DATA PROVIDED START

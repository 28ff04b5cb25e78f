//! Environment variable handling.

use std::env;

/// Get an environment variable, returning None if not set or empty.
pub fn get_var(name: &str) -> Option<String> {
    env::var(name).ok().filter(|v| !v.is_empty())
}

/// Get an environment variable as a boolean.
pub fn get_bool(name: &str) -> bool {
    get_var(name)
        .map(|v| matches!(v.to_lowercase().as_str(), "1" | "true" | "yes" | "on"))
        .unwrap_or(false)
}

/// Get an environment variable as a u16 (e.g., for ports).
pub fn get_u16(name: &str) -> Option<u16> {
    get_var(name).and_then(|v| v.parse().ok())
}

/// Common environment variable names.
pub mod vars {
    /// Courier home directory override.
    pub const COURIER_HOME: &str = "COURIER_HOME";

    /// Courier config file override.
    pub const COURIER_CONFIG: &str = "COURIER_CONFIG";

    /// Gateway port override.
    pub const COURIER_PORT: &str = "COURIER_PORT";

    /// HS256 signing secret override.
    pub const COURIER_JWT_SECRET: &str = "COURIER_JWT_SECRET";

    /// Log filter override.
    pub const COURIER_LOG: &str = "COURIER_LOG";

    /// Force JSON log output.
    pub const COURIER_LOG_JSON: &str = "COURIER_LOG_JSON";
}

DATA PROVIDED END
DATA PROVIDED START

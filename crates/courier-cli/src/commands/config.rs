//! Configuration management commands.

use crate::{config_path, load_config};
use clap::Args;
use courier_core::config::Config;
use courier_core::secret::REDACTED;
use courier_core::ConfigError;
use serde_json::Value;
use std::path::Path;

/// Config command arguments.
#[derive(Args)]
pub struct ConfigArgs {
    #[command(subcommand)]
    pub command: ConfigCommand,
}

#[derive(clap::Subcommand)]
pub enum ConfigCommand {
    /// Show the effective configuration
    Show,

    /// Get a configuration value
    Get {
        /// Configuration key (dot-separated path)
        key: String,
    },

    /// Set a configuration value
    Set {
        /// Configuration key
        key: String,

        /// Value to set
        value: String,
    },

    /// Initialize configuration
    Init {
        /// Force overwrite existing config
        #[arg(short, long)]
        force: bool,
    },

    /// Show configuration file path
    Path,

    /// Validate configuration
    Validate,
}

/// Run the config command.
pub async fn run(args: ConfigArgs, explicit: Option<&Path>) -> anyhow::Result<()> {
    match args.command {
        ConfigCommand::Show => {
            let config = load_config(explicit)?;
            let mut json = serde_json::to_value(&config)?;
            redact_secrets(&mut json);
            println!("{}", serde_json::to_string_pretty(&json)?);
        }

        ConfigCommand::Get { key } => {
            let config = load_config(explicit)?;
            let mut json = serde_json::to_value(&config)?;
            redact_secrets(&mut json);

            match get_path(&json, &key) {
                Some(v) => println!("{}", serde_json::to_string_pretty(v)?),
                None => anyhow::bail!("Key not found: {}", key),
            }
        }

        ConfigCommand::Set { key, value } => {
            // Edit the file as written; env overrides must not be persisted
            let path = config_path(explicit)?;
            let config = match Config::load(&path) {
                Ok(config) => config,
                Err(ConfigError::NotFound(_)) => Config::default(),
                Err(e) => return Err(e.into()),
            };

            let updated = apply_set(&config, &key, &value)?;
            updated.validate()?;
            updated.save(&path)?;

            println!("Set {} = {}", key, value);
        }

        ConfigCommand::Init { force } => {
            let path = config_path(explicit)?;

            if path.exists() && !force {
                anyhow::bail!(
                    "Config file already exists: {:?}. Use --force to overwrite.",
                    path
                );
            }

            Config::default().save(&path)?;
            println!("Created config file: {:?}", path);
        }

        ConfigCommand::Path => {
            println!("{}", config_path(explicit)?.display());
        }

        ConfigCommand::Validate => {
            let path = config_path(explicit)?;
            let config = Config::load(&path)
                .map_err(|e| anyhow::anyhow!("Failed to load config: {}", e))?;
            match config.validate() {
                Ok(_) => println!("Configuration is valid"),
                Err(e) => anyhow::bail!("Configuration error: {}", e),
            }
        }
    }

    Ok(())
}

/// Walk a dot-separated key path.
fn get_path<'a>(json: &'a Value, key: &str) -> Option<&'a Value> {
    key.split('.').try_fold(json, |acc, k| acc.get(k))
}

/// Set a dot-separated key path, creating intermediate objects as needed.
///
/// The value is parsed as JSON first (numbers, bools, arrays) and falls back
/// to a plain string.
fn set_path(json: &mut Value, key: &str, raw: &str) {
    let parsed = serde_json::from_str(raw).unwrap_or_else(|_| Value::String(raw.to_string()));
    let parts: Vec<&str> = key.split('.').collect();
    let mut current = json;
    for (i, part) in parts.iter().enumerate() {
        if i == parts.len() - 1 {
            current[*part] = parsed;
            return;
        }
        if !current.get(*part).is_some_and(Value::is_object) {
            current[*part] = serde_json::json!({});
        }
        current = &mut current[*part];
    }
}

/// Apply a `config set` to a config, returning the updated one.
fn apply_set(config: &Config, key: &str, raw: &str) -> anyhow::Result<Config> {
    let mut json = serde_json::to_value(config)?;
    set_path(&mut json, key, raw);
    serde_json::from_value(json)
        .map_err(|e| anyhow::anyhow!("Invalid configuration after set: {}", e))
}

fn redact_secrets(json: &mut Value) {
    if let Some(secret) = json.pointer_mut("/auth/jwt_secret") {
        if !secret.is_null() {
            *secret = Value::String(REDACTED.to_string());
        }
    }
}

DATA PROVIDED END
DATA PROVIDED START

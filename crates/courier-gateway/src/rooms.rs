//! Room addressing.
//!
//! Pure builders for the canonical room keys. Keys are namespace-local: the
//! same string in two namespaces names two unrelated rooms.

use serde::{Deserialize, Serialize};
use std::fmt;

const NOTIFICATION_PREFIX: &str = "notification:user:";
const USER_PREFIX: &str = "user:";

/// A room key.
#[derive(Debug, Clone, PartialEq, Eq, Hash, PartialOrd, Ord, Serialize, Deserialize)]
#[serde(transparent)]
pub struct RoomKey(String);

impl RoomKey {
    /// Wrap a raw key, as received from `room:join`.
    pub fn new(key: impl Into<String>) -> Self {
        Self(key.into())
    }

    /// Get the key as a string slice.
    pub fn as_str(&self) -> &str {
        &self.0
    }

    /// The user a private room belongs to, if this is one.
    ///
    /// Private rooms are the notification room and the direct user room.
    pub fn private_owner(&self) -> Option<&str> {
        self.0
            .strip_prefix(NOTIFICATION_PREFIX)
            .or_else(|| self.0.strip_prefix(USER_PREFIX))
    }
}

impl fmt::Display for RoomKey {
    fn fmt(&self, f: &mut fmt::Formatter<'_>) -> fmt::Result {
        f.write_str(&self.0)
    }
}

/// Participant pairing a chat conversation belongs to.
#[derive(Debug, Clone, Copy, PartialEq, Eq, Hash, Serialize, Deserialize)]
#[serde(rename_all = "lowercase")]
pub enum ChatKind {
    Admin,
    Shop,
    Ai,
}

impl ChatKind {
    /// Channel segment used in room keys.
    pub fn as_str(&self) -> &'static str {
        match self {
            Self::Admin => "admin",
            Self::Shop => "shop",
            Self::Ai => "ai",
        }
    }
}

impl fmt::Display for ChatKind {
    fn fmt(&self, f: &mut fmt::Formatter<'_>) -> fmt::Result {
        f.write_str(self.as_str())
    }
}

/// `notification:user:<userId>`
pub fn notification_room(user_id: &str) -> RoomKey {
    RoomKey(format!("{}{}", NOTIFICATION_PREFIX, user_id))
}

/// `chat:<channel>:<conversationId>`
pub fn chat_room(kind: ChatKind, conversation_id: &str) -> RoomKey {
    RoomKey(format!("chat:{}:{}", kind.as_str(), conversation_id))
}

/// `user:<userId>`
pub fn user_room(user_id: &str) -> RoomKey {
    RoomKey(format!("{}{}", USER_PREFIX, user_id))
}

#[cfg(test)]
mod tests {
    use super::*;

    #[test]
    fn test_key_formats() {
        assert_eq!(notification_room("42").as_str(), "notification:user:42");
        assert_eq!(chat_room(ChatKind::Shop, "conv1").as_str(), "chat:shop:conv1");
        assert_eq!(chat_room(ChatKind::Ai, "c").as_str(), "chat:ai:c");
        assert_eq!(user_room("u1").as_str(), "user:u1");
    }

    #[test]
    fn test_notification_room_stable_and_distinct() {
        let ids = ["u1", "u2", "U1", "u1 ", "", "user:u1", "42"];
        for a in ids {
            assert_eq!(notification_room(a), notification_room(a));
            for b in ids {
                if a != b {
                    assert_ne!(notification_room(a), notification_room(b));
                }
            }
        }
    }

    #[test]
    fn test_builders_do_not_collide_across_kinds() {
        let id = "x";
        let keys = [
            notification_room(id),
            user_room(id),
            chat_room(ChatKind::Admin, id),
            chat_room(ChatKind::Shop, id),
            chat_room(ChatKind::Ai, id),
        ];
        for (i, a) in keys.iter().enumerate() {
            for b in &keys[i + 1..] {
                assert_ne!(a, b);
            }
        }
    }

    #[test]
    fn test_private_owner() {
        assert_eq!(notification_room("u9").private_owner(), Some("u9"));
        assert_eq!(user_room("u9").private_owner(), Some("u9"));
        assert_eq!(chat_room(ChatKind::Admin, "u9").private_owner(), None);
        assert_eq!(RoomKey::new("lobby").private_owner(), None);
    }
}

DATA PROVIDED END

# WHAT THIS TASK INVOLVES:
Could you report all lines of the listing that hold "parts"?

# RESPONSE BOX:
    let parts: Vec<&str> = key.split('.').collect();
    for (i, part) in parts.iter().enumerate() {
        if i == parts.len() - 1 {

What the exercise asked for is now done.